Demetriou explained that there are clubs in the AFL who have had high draft picks over a number of years who are still languishing in the bottom reaches of the ladder and, conversely, there are currently teams who are on the cusp of a finals berth without the aid of recent top draft picks.
"There's so much more to go into being a successful football club than to getting the first draft pick. It's about your coaching panel, it's about your medical science, it's about your rehab, it's about your physical conditioning," Demetriou said.
"It's about having a good board, it's about good governance, it's about how your club's run and managed by the CEO."
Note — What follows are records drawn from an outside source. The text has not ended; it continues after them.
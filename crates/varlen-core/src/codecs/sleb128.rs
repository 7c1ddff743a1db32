// Copyright (c) 2025-2026 Federico Hoerth <memparanoid@gmail.com>
// SPDX-License-Identifier: GPL-3.0-only
// See LICENSE in the repository root for full license text.

//! Signed LEB128 (two's complement, sign-extended from bit 6 of the last byte).

use crate::codec_buffer::CodecBuffer;
use crate::error::{DecodeError, EncodeError};
use crate::primitives::byte_of;
use crate::traits::{DecodeBuffer, VarintCodec};

#[derive(Debug, Clone, Copy, Default, PartialEq, Eq, Hash)]
pub struct SignedLeb128;

impl VarintCodec for SignedLeb128 {
    type Value = i64;

    const NAME: &'static str = "sleb128";
    const SIGNED: bool = true;
    const MAX_ENCODED_LEN: usize = 10;

    #[inline(always)]
    fn encoded_len(value: i64) -> Result<usize, EncodeError> {
        let redundant = if value < 0 {
            value.leading_ones()
        } else {
            value.leading_zeros()
        };
        // Magnitude bits plus one sign bit
        let bits = (i64::BITS - redundant + 1) as usize;

        Ok(bits.div_ceil(7))
    }

    fn try_encode_into(mut value: i64, buf: &mut CodecBuffer) -> Result<(), EncodeError> {
        loop {
            let byte = byte_of((value & 0x7F) as u64, Self::NAME)?;
            value >>= 7;

            // The remaining bits must all equal bit 6 of the byte just produced.
            let sign_bit = byte & 0x40 != 0;
            if (value == 0 && !sign_bit) || (value == -1 && sign_bit) {
                buf.write_byte(byte)?;
                return Ok(());
            }

            buf.write_byte(byte | 0x80)?;
        }
    }

    fn decode_from<B: DecodeBuffer + ?Sized>(buf: &mut B) -> Result<i64, DecodeError> {
        let mut result = 0u64;
        let mut shift = 0u32;
        let mut padding: Option<u8> = None;

        loop {
            let byte = buf.read_byte()?;
            let group = byte & 0x7F;

            if shift < 63 {
                result |= u64::from(group) << shift;
            } else {
                // From bit 63 on, every group is pure sign padding.
                let consistent = padding.is_none_or(|p| p == group);
                if !(group == 0x00 || group == 0x7F) || !consistent {
                    return Err(DecodeError::Overflow { codec: Self::NAME });
                }
                if padding.is_none() {
                    result |= u64::from(group) << 63;
                    padding = Some(group);
                }
            }

            if byte & 0x80 == 0 {
                let filled = shift + 7;
                if filled < u64::BITS && byte & 0x40 != 0 {
                    result |= u64::MAX << filled;
                }

                return Ok(result as i64);
            }

            shift = shift.saturating_add(7);
        }
    }
}
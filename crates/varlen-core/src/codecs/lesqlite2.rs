// Copyright (c) 2025-2026 Federico Hoerth <memparanoid@gmail.com>
// SPDX-License-Identifier: GPL-3.0-only
// See LICENSE in the repository root for full license text.

//! Second leSQLite variant with a smoother step between 2 and 3 bytes.
//!
//! The first byte falls in one of four ranges:
//!
//! ```text
//! B0        values      formula
//! 0-177     178         B0
//! 178-241   2^14        178 + ((B0 - 178) << 8) + B1
//! 242-249   2^19        16562 + ((B0 - 242) << 16) + (B1 << 8) + B2
//! 250-255   2^24..2^64  (B0 - 247) little-endian bytes
//! ```

use crate::codec_buffer::CodecBuffer;
use crate::error::{DecodeError, EncodeError};
use crate::primitives::{byte_of, octets};
use crate::traits::{DecodeBuffer, VarintCodec};

const ONE_BYTE_MAX: u64 = 177;
const TWO_BYTE_MAX: u64 = 16561;
const THREE_BYTE_MAX: u64 = 524287;
const WIDE_TIER_BASE: u8 = 247;

#[derive(Debug, Clone, Copy, Default, PartialEq, Eq, Hash)]
pub struct LeSqlite2;

impl VarintCodec for LeSqlite2 {
    type Value = u64;

    const NAME: &'static str = "lesqlite2";
    const SIGNED: bool = false;
    const MAX_ENCODED_LEN: usize = 9;

    fn encoded_len(value: u64) -> Result<usize, EncodeError> {
        let len = if value <= ONE_BYTE_MAX {
            1
        } else if value <= TWO_BYTE_MAX {
            2
        } else if value <= THREE_BYTE_MAX {
            3
        } else {
            1 + octets(value, 3)
        };

        Ok(len)
    }

    fn try_encode_into(value: u64, buf: &mut CodecBuffer) -> Result<(), EncodeError> {
        if value <= ONE_BYTE_MAX {
            buf.write_byte(byte_of(value, Self::NAME)?)?;
        } else if value <= TWO_BYTE_MAX {
            let adjusted = value - 178;
            buf.write_byte(byte_of(178 + (adjusted >> 8), Self::NAME)?)?;
            buf.write_byte(byte_of(adjusted & 0xFF, Self::NAME)?)?;
        } else if value <= THREE_BYTE_MAX {
            let adjusted = value - 16562;
            buf.write_byte(byte_of(242 + (adjusted >> 16), Self::NAME)?)?;
            buf.write_byte(byte_of((adjusted >> 8) & 0xFF, Self::NAME)?)?;
            buf.write_byte(byte_of(adjusted & 0xFF, Self::NAME)?)?;
        } else {
            let len = octets(value, 3);
            buf.write_byte(WIDE_TIER_BASE + len as u8)?;
            buf.write_slice(&value.to_le_bytes()[..len])?;
        }

        Ok(())
    }

    fn decode_from<B: DecodeBuffer + ?Sized>(buf: &mut B) -> Result<u64, DecodeError> {
        let first = buf.read_byte()?;

        match first {
            0..=177 => Ok(u64::from(first)),
            178..=241 => {
                let low = buf.read_byte()?;
                Ok(178 + (u64::from(first - 178) << 8) + u64::from(low))
            }
            242..=249 => Ok(16562 + (u64::from(first - 242) << 16) + buf.read_uint_be(2)?),
            _ => buf.read_uint_le(usize::from(first - WIDE_TIER_BASE)),
        }
    }
}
Demetriou insisted that football clubs have little to gain out of purposely losing matches.
"If people are thinking out there that it's good for clubs to lose games, people's livelihoods rest on this, coaches lose their jobs - they lose their jobs," said Demetriou.
"It just doesn't make any sense, it's a nonsensical argument that gets a run and the sooner we stop talking about it and adding this farcical situation to the competition the better."